Patients: Twelve severely septic (median Acute Physiology and Chronic Health Evaluation II Score, 23; range, 15 to 34) and 12 major trauma patients (median Injury Severity Score, 33.5; range, 26 to 50).
Interventions: Total body fat, total body protein, and total body glycogen were measured as soon as hemodynamic stability had been reached and repeated 5 and 10 days later. Resting energy expenditure (REE) was measured daily by indirect calorimetry.

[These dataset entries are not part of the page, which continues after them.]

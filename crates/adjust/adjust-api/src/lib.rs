//! Price Adjustment Consumer API
//!
//! Consumer configuration and builder APIs for the adjustment engine.
//!
//! This crate provides:
//! - Configuration types, loadable from JSON
//! - [`adjust`] for one-call adjustment from a configuration
//! - Re-exports from SPI and core for convenience

mod config;

pub use config::{AdjustmentConfig, AggregationConfig};

// Re-export from core
pub use adjust_core::{
    aggregation, engine, inversion, time_index, trend, AggregateStatistic, FallbackPolicy,
    GraphNeighborhood, GroupedMedian, KRingMedian, L1NormInversion, LeastSquares,
    PrecomputedSeries, PriceAdjuster, TargetMonthPolicy,
};

// Re-export types and traits from SPI
pub use adjust_spi::{
    polyval, AdjustError, AdjustedRecord, AdjustmentOutcome, ErrorManifest, FitError,
    FittedModel, GroupKey, InversionMethod, InversionStrategy, MedianSource, NeighborhoodIndex,
    PricePoint, PriceSeries, Result, TransactionRecord, YearMonth,
};

/// Adjust `records` with the engine described by `config`.
pub fn adjust(records: &[TransactionRecord], config: &AdjustmentConfig) -> Result<AdjustmentOutcome> {
    config.build()?.adjust(records)
}

/// Prelude module for convenient imports
pub mod prelude {
    pub use crate::{adjust, AdjustmentConfig, AggregationConfig};
    pub use adjust_core::{
        AggregateStatistic, FallbackPolicy, GroupedMedian, KRingMedian, PriceAdjuster,
        TargetMonthPolicy,
    };
    pub use adjust_spi::{
        AdjustError, AdjustedRecord, AdjustmentOutcome, FittedModel, GroupKey, InversionMethod,
        Result, TransactionRecord, YearMonth,
    };
}
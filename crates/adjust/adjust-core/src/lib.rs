//! Price Adjustment Core
//!
//! Core implementations for temporal price adjustment: time index mapping,
//! polynomial trend fitting with least-squares and L1-norm inversion, monthly
//! price aggregation, and the per-location adjustment engine.

pub mod aggregation;
pub mod engine;
pub mod inversion;
pub mod time_index;
pub mod trend;

// Re-export SPI types for implementations
pub use adjust_spi::{
    AdjustError, AdjustedRecord, AdjustmentOutcome, ErrorManifest, FitError, FittedModel,
    GroupKey, InversionMethod, InversionStrategy, MedianSource, NeighborhoodIndex, PricePoint,
    PriceSeries, Result, TransactionRecord, YearMonth,
};

// Re-export main types
pub use aggregation::{
    AggregateStatistic, GraphNeighborhood, GroupedMedian, KRingMedian, PrecomputedSeries,
};
pub use engine::{FallbackPolicy, PriceAdjuster, TargetMonthPolicy};
pub use inversion::{L1NormInversion, LeastSquares};
pub use time_index::{index_to_month, to_index};
pub use trend::{r_squared, vandermonde, TrendFit, DEFAULT_ORDER};
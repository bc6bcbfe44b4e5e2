//! Price Adjustment Facade
//!
//! Unified re-exports for the adjust stack:
//! - `adjust_spi` - Traits, data model, and errors
//! - `adjust_api` - Configuration types and builders
//! - `adjust_core` - Trend fitting, aggregation, and the adjustment engine
//!
//! # Example
//!
//! ```rust
//! use adjust_facade::prelude::*;
//!
//! let start = YearMonth::new(2021, 1).unwrap();
//! let records: Vec<_> = (0..8)
//!     .map(|i| TransactionRecord::new("ANG MO KIO", start.add_months(i), 300_000.0 + 2_000.0 * i as f64))
//!     .collect();
//!
//! let outcome = adjust(&records, &AdjustmentConfig::default()).unwrap();
//! assert!(outcome.is_complete());
//! assert!(outcome.records[0].adjusted_price > 300_000);
//! ```

// Re-export everything from API (which includes SPI and core)
pub use adjust_api::*;

// Explicit re-exports for documentation
pub use adjust_api::prelude;

// Re-export core modules for direct access
pub use adjust_core::{aggregation, engine, inversion, time_index, trend};

// Re-export SPI traits and data model
pub use adjust_spi::{
    AdjustError, AdjustedRecord, AdjustmentOutcome, ErrorManifest, FitError, FittedModel,
    GroupKey, InversionMethod, InversionStrategy, MedianSource, NeighborhoodIndex, PricePoint,
    PriceSeries, TransactionRecord, YearMonth,
};
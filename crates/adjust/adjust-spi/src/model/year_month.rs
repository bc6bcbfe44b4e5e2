//! Calendar month type

use crate::error::{AdjustError, Result};
use chrono::{Datelike, NaiveDate};
use serde::{Deserialize, Serialize};
use std::fmt;
use std::str::FromStr;

/// A calendar month with no day component.
///
/// Ordering is chronological. Serialized as a `"YYYY-MM"` string.
#[derive(Debug, Clone, Copy, PartialEq, Eq, PartialOrd, Ord, Hash, Serialize, Deserialize)]
#[serde(try_from = "String", into = "String")]
pub struct YearMonth {
    year: i32,
    month: u32,
}

impl YearMonth {
    /// Create a month. `month` must be in `1..=12` and `year` within
    /// chrono's date range, which keeps month arithmetic inside `i32`.
    pub fn new(year: i32, month: u32) -> Result<Self> {
        if !(NaiveDate::MIN.year()..=NaiveDate::MAX.year()).contains(&year) {
            return Err(AdjustError::InvalidParameter {
                name: "year".to_string(),
                reason: format!(
                    "{} is outside {}..={}",
                    year,
                    NaiveDate::MIN.year(),
                    NaiveDate::MAX.year()
                ),
            });
        }
        if !(1..=12).contains(&month) {
            return Err(AdjustError::InvalidParameter {
                name: "month".to_string(),
                reason: format!("{} is not in 1..=12", month),
            });
        }
        Ok(Self { year, month })
    }

    /// Floor a date to its month.
    pub fn from_date(date: NaiveDate) -> Self {
        Self {
            year: date.year(),
            month: date.month(),
        }
    }

    /// Parse `"YYYY-MM"` or `"YYYY-MM-DD"` (the day is discarded).
    pub fn parse(s: &str) -> Result<Self> {
        let s = s.trim();
        NaiveDate::parse_from_str(s, "%Y-%m-%d")
            .or_else(|_| NaiveDate::parse_from_str(&format!("{}-01", s), "%Y-%m-%d"))
            .map(Self::from_date)
            .map_err(|e| AdjustError::InvalidParameter {
                name: "month".to_string(),
                reason: format!("cannot parse '{}': {}", s, e),
            })
    }

    pub fn year(&self) -> i32 {
        self.year
    }

    pub fn month(&self) -> u32 {
        self.month
    }

    /// First day of the month, `None` outside chrono's date range.
    pub fn first_day(&self) -> Option<NaiveDate> {
        NaiveDate::from_ymd_opt(self.year, self.month, 1)
    }

    /// Shift by a signed number of months.
    pub fn add_months(self, months: i32) -> Self {
        let total = self.year * 12 + (self.month as i32 - 1) + months;
        Self {
            year: total.div_euclid(12),
            month: total.rem_euclid(12) as u32 + 1,
        }
    }

    /// Whole months elapsed from `earlier` to `self` (negative if `self` is earlier).
    pub fn months_since(&self, earlier: YearMonth) -> i32 {
        (self.year - earlier.year) * 12 + (self.month as i32 - earlier.month as i32)
    }
}

impl fmt::Display for YearMonth {
    fn fmt(&self, f: &mut fmt::Formatter<'_>) -> fmt::Result {
        write!(f, "{:04}-{:02}", self.year, self.month)
    }
}

impl FromStr for YearMonth {
    type Err = AdjustError;

    fn from_str(s: &str) -> Result<Self> {
        Self::parse(s)
    }
}

impl TryFrom<String> for YearMonth {
    type Error = AdjustError;

    fn try_from(value: String) -> Result<Self> {
        Self::parse(&value)
    }
}

impl From<YearMonth> for String {
    fn from(value: YearMonth) -> Self {
        value.to_string()
    }
}

impl From<NaiveDate> for YearMonth {
    fn from(date: NaiveDate) -> Self {
        Self::from_date(date)
    }
}

#[cfg(test)]
mod tests {
    use super::*;

    #[test]
    fn test_new_rejects_year_outside_date_range() {
        assert!(YearMonth::new(i32::MAX, 1).is_err());
        assert!(YearMonth::new(i32::MIN, 12).is_err());
        assert!(matches!(
            YearMonth::new(NaiveDate::MAX.year() + 1, 1),
            Err(AdjustError::InvalidParameter { ref name, .. }) if name == "year"
        ));

        let last = YearMonth::new(NaiveDate::MAX.year(), 12).unwrap();
        let first = YearMonth::new(NaiveDate::MIN.year(), 1).unwrap();
        assert!(last.months_since(first) > 0);
        assert_eq!(last.add_months(-1).month(), 11);
    }

    #[test]
    fn test_new_rejects_month_out_of_range() {
        assert!(YearMonth::new(2021, 0).is_err());
        assert!(YearMonth::new(2021, 13).is_err());
        assert!(YearMonth::new(2021, 12).is_ok());
    }

    #[test]
    fn test_parse_formats() {
        let ym = YearMonth::parse("2021-03").unwrap();
        assert_eq!((ym.year(), ym.month()), (2021, 3));

        let ym = YearMonth::parse("2017-11-23").unwrap();
        assert_eq!((ym.year(), ym.month()), (2017, 11));

        assert!(YearMonth::parse("2021-13").is_err());
        assert!(YearMonth::parse("march").is_err());
    }

    #[test]
    fn test_add_months_crosses_years() {
        let ym = YearMonth::new(2021, 11).unwrap();
        assert_eq!(ym.add_months(2), YearMonth::new(2022, 1).unwrap());
        assert_eq!(ym.add_months(-11), YearMonth::new(2020, 12).unwrap());
        assert_eq!(ym.add_months(0), ym);
    }

    #[test]
    fn test_months_since() {
        let a = YearMonth::new(2015, 1).unwrap();
        let b = YearMonth::new(2017, 4).unwrap();
        assert_eq!(b.months_since(a), 27);
        assert_eq!(a.months_since(b), -27);
    }

    #[test]
    fn test_ordering_is_chronological() {
        let a = YearMonth::new(2019, 12).unwrap();
        let b = YearMonth::new(2020, 1).unwrap();
        assert!(a < b);
    }

    #[test]
    fn test_display_and_serde() {
        let ym = YearMonth::new(2021, 3).unwrap();
        assert_eq!(ym.to_string(), "2021-03");

        let json = serde_json::to_string(&ym).unwrap();
        assert_eq!(json, "\"2021-03\"");
        let back: YearMonth = serde_json::from_str(&json).unwrap();
        assert_eq!(back, ym);
        assert!(serde_json::from_str::<YearMonth>("\"2021-00\"").is_err());
    }

    #[test]
    fn test_from_date_floors_to_month() {
        let date = NaiveDate::from_ymd_opt(2020, 2, 29).unwrap();
        let ym = YearMonth::from(date);
        assert_eq!(ym.first_day(), NaiveDate::from_ymd_opt(2020, 2, 1));
    }
}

Measurements and main results: Changes in total body fat, total body protein, and total body glycogen in critically ill patients provide data for the accurate construction of an energy balance. Energy intake minus energy balance gives a direct measurement of total energy expenditure (TEE) and, when combined with measurements of REE, activity energy expenditure can be obtained. TEE, REE, and activity energy expenditure were calculated for two sequential 5-day study periods. REE progressively increased during the first week after the onset of severe sepsis or major trauma, peaking during the second week at 37 +/- 6% (SEM) and 60 +/- 13% greater than predicted, respectively. For both the sepsis and trauma patients, TEE was significantly higher during the second week than during the first week (3257 +/- 370 vs. 1927 +/- 370 kcal/day, p < .05, in sepsis; 4123 +/- 518 vs. 2380 +/- 422 kcal/day, p < .05, in trauma). During the first week after admission to the hospital, TEE in sepsis and trauma patients, respectively, averaged 25 +/- 5 and 31 +/- 6 kcal/kg of body weight/day, and during the second week, 47 +/- 6 and 59 +/- 7 kcal/kg/day (p < .03, for comparison of first and second weeks). For the first week, the ratio of TEE to REE was 1.0 +/- 0.2 and 1.1 +/- 0.2 but during the second week rose to 1.7 +/- 0.2 and 1.8 +/- 0.2 in patients with sepsis (p < .05, for comparison of weeks) and trauma (p = .09), respectively.
Conclusions: Total energy expenditure is maximal during the second week after admission to the critical care unit, reaching 50 to 60 kcal/kg/day.